What you have to do >>
For this exercise, repeat the listing below from its first line through the line containing "use zip::write::SimpleFileOptions;", exactly as written.
(Beginning of Input for this task)
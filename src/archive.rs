//! ZIP-backed conversion cache.
//!
//! One entry per converted row, keyed by the derived entry name
//! (`<key>_<method>.<ext>`). The archive on disk is the cache; the
//! in-memory name set mirrors it so membership checks never touch the disk.
//!
//! ## Replace by rebuild
//!
//! ZIP has no in-place delete, so every write rebuilds the container: all
//! other entries are raw-copied (no recompression) into a temp file in the
//! same directory, the new entry is appended, and the temp file is renamed
//! over the original. The rename is the only visible state transition, so an
//! interrupted write leaves the previous archive intact. Each write costs
//! O(archive size), which is fine for batches of tens to low thousands.

use crate::error::Pdf2ZipError;
use std::collections::BTreeSet;
use std::fs::File;
use std::io::{BufReader, Read, Write};
use std::path::{Path, PathBuf};
use tempfile::NamedTempFile;
use tracing::{debug, info};
use zip::result::ZipError;
use zip::write::SimpleFileOptions;
use zip::{CompressionMethod, ZipArchive, ZipWriter};

/// Handle on a conversion archive plus the set of names it holds.
#[derive(Debug)]
pub struct ArchiveCache {
    path: PathBuf,
    names: BTreeSet<String>,
}

impl ArchiveCache {
    /// Open the archive at `path`, creating an empty one if it does not exist.
    pub fn ensure(path: impl AsRef<Path>) -> Result<Self, Pdf2ZipError> {
        let path = path.as_ref().to_path_buf();

        if !path.exists() {
            if let Some(parent) = path.parent().filter(|p| !p.as_os_str().is_empty()) {
                std::fs::create_dir_all(parent).map_err(|e| io_err(&path, e))?;
            }
            let mut tmp = sibling_temp(&path).map_err(|e| io_err(&path, e))?;
            ZipWriter::new(tmp.as_file_mut())
                .finish()
                .map_err(|e| zip_err(&path, e))?;
            tmp.persist(&path).map_err(|e| io_err(&path, e.error))?;
            info!("Created empty archive: {}", path.display());
            return Ok(Self {
                path,
                names: BTreeSet::new(),
            });
        }

        let archive = open_archive(&path)?;
        let names: BTreeSet<String> = archive.file_names().map(str::to_string).collect();
        debug!("Archive {} holds {} entries", path.display(), names.len());
        Ok(Self { path, names })
    }

    pub fn path(&self) -> &Path {
        &self.path
    }

    /// Membership test against the loaded name set.
    pub fn contains(&self, name: &str) -> bool {
        self.names.contains(name)
    }

    /// Entry names in sorted order.
    pub fn names(&self) -> impl Iterator<Item = &str> {
        self.names.iter().map(String::as_str)
    }

    pub fn len(&self) -> usize {
        self.names.len()
    }

    pub fn is_empty(&self) -> bool {
        self.names.is_empty()
    }

    /// Raw bytes of one entry.
    pub fn read(&self, name: &str) -> Result<Vec<u8>, Pdf2ZipError> {
        let mut archive = open_archive(&self.path)?;
        let mut entry = archive.by_name(name).map_err(|e| match e {
            ZipError::FileNotFound => Pdf2ZipError::EntryNotFound {
                path: self.path.clone(),
                name: name.to_string(),
            },
            other => zip_err(&self.path, other),
        })?;
        let mut buf = Vec::with_capacity(entry.size() as usize);
        entry
            .read_to_end(&mut buf)
            .map_err(|e| io_err(&self.path, e))?;
        Ok(buf)
    }

    /// One entry decoded as UTF-8.
    pub fn read_to_string(&self, name: &str) -> Result<String, Pdf2ZipError> {
        String::from_utf8(self.read(name)?).map_err(|_| Pdf2ZipError::EntryNotUtf8 {
            path: self.path.clone(),
            name: name.to_string(),
        })
    }

    /// Insert or replace `name`. Last write wins; all other entries are kept.
    pub fn write(&mut self, name: &str, content: &[u8]) -> Result<(), Pdf2ZipError> {
        let tmp = self.rebuild(name, content)?;
        tmp.persist(&self.path)
            .map_err(|e| io_err(&self.path, e.error))?;
        self.names.insert(name.to_string());
        debug!(
            "Wrote {} ({} bytes) to {}",
            name,
            content.len(),
            self.path.display()
        );
        Ok(())
    }

    /// Build the replacement archive in a temp file next to the original.
    ///
    /// The temp file is deleted when dropped, so any error before `persist`
    /// leaves nothing behind.
    fn rebuild(&self, name: &str, content: &[u8]) -> Result<NamedTempFile, Pdf2ZipError> {
        let mut source = open_archive(&self.path)?;
        let mut tmp = sibling_temp(&self.path).map_err(|e| io_err(&self.path, e))?;

        {
            let mut writer = ZipWriter::new(tmp.as_file_mut());
            for i in 0..source.len() {
                let entry = source
                    .by_index_raw(i)
                    .map_err(|e| zip_err(&self.path, e))?;
                if entry.name() == name {
                    continue;
                }
                writer
                    .raw_copy_file(entry)
                    .map_err(|e| zip_err(&self.path, e))?;
            }

            let options =
                SimpleFileOptions::default().compression_method(CompressionMethod::Deflated);
            writer
                .start_file(name, options)
                .map_err(|e| zip_err(&self.path, e))?;
            writer
                .write_all(content)
                .map_err(|e| io_err(&self.path, e))?;
            writer.finish().map_err(|e| zip_err(&self.path, e))?;
        }

        tmp.as_file().sync_all().map_err(|e| io_err(&self.path, e))?;
        Ok(tmp)
    }
}

fn open_archive(path: &Path) -> Result<ZipArchive<BufReader<File>>, Pdf2ZipError> {
    let file = File::open(path).map_err(|e| io_err(path, e))?;
    ZipArchive::new(BufReader::new(file)).map_err(|e| zip_err(path, e))
}

/// Directory for temp files: must be on the same filesystem as the archive
/// for the final rename to be atomic.
fn parent_dir(path: &Path) -> &Path {
    path.parent()
        .filter(|p| !p.as_os_str().is_empty())
        .unwrap_or_else(|| Path::new("."))
}

/// Temp file next to `target`, to be persisted over it.
///
/// Gets the permissions `target` already has, or for a new file the
/// umask-filtered default a plain create would give.
pub(crate) fn sibling_temp(target: &Path) -> std::io::Result<NamedTempFile> {
    let mut builder = tempfile::Builder::new();
    builder.prefix(".pdf2zip-");
    #[cfg(unix)]
    {
        use std::os::unix::fs::PermissionsExt;
        builder.permissions(std::fs::Permissions::from_mode(0o666));
    }
    let tmp = builder.tempfile_in(parent_dir(target))?;
    if let Ok(meta) = std::fs::metadata(target) {
        tmp.as_file().set_permissions(meta.permissions())?;
    }
    Ok(tmp)
}

fn io_err(path: &Path, source: std::io::Error) -> Pdf2ZipError {
    Pdf2ZipError::ArchiveIo {
        path: path.to_path_buf(),
        source,
    }
}

fn zip_err(path: &Path, source: ZipError) -> Pdf2ZipError {
    match source {
        ZipError::Io(e) => io_err(path, e),
        other => Pdf2ZipError::ArchiveFormat {
            path: path.to_path_buf(),
            source: other,
        },
    }
}

#[cfg(test)]
mod tests {
    use super::*;
    use tempfile::TempDir;

    fn dir_entries(dir: &Path) -> Vec<String> {
        let mut v: Vec<String> = std::fs::read_dir(dir)
            .unwrap()
            .map(|e| e.unwrap().file_name().to_string_lossy().to_string())
            .collect();
        v.sort();
        v
    }

    #[test]
    fn ensure_creates_empty_archive() {
        let dir = TempDir::new().unwrap();
        let path = dir.path().join("nested/cache.zip");

        let cache = ArchiveCache::ensure(&path).unwrap();
        assert!(path.exists());
        assert!(cache.is_empty());

        // A second ensure opens the same, still valid, archive.
        let again = ArchiveCache::ensure(&path).unwrap();
        assert_eq!(again.len(), 0);
    }

    #[test]
    fn write_then_read_back() {
        let dir = TempDir::new().unwrap();
        let path = dir.path().join("cache.zip");
        let mut cache = ArchiveCache::ensure(&path).unwrap();

        cache.write("doc1_pdfium.md", b"# Title\n").unwrap();
        assert!(cache.contains("doc1_pdfium.md"));
        assert_eq!(cache.read_to_string("doc1_pdfium.md").unwrap(), "# Title\n");

        let reopened = ArchiveCache::ensure(&path).unwrap();
        assert_eq!(reopened.names().collect::<Vec<_>>(), vec!["doc1_pdfium.md"]);
    }

    #[test]
    fn write_replaces_and_preserves_others() {
        let dir = TempDir::new().unwrap();
        let path = dir.path().join("cache.zip");
        let mut cache = ArchiveCache::ensure(&path).unwrap();

        cache.write("a.md", b"first a").unwrap();
        cache.write("b.md", b"only b").unwrap();
        cache.write("a.md", b"second a").unwrap();

        let reopened = ArchiveCache::ensure(&path).unwrap();
        assert_eq!(reopened.len(), 2);
        assert_eq!(reopened.read_to_string("a.md").unwrap(), "second a");
        assert_eq!(reopened.read_to_string("b.md").unwrap(), "only b");

        // One entry per name inside the container itself.
        let archive = open_archive(&path).unwrap();
        assert_eq!(archive.len(), 2);
    }

    #[test]
    fn interrupted_rebuild_keeps_previous_archive() {
        let dir = TempDir::new().unwrap();
        let path = dir.path().join("cache.zip");
        let mut cache = ArchiveCache::ensure(&path).unwrap();
        cache.write("a.md", b"original").unwrap();

        // Build the replacement but never rename it into place.
        let tmp = cache.rebuild("a.md", b"replacement").unwrap();
        drop(tmp);

        let reopened = ArchiveCache::ensure(&path).unwrap();
        assert_eq!(reopened.read_to_string("a.md").unwrap(), "original");
        assert_eq!(dir_entries(dir.path()), vec!["cache.zip"]);
    }

    #[test]
    fn read_missing_entry() {
        let dir = TempDir::new().unwrap();
        let cache = ArchiveCache::ensure(dir.path().join("cache.zip")).unwrap();
        let err = cache.read("nope.md").unwrap_err();
        assert!(matches!(err, Pdf2ZipError::EntryNotFound { .. }), "got {err:?}");
    }

    #[test]
    fn non_utf8_entry_is_reported() {
        let dir = TempDir::new().unwrap();
        let mut cache = ArchiveCache::ensure(dir.path().join("cache.zip")).unwrap();
        cache.write("bin.txt", &[0xff, 0xfe, 0x00]).unwrap();
        assert!(matches!(
            cache.read_to_string("bin.txt"),
            Err(Pdf2ZipError::EntryNotUtf8 { .. })
        ));
    }

    #[test]
    fn corrupt_archive_is_rejected_and_left_alone() {
        let dir = TempDir::new().unwrap();
        let path = dir.path().join("cache.zip");
        let junk = "definitely not a zip file\n".repeat(8);
        std::fs::write(&path, &junk).unwrap();

        let err = ArchiveCache::ensure(&path).unwrap_err();
        assert!(matches!(err, Pdf2ZipError::ArchiveFormat { .. }), "got {err:?}");
        assert_eq!(std::fs::read_to_string(&path).unwrap(), junk);
    }

    #[cfg(unix)]
    #[test]
    fn rewrite_keeps_archive_permissions() {
        use std::os::unix::fs::PermissionsExt;
        let dir = TempDir::new().unwrap();
        let path = dir.path().join("cache.zip");
        let mut cache = ArchiveCache::ensure(&path).unwrap();
        std::fs::set_permissions(&path, std::fs::Permissions::from_mode(0o640)).unwrap();

        cache.write("a.md", b"# A").unwrap();

        let mode = std::fs::metadata(&path).unwrap().permissions().mode();
        assert_eq!(mode & 0o777, 0o640);
    }

    #[cfg(unix)]
    #[test]
    fn new_archive_gets_default_create_mode() {
        use std::os::unix::fs::PermissionsExt;
        let dir = TempDir::new().unwrap();
        let reference = dir.path().join("plain");
        File::create(&reference).unwrap();
        let path = dir.path().join("cache.zip");

        ArchiveCache::ensure(&path).unwrap();

        let mode = |p: &Path| std::fs::metadata(p).unwrap().permissions().mode() & 0o777;
        assert_eq!(mode(&path), mode(&reference));
    }

    #[test]
    fn relative_path_in_current_dir_has_parent() {
        assert_eq!(parent_dir(Path::new("cache.zip")), Path::new("."));
        assert_eq!(parent_dir(Path::new("/tmp/x/cache.zip")), Path::new("/tmp/x"));
    }
}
(End of Input for this task)
Answer >>
filename src/archive.rs
//! ZIP-backed conversion cache.
//!
//! One entry per converted row, keyed by the derived entry name
//! (`<key>_<method>.<ext>`). The archive on disk is the cache; the
//! in-memory name set mirrors it so membership checks never touch the disk.
//!
//! ## Replace by rebuild
//!
//! ZIP has no in-place delete, so every write rebuilds the container: all
//! other entries are raw-copied (no recompression) into a temp file in the
//! same directory, the new entry is appended, and the temp file is renamed
//! over the original. The rename is the only visible state transition, so an
//! interrupted write leaves the previous archive intact. Each write costs
//! O(archive size), which is fine for batches of tens to low thousands.

use crate::error::Pdf2ZipError;
use std::collections::BTreeSet;
use std::fs::File;
use std::io::{BufReader, Read, Write};
use std::path::{Path, PathBuf};
use tempfile::NamedTempFile;
use tracing::{debug, info};
use zip::result::ZipError;
use zip::write::SimpleFileOptions;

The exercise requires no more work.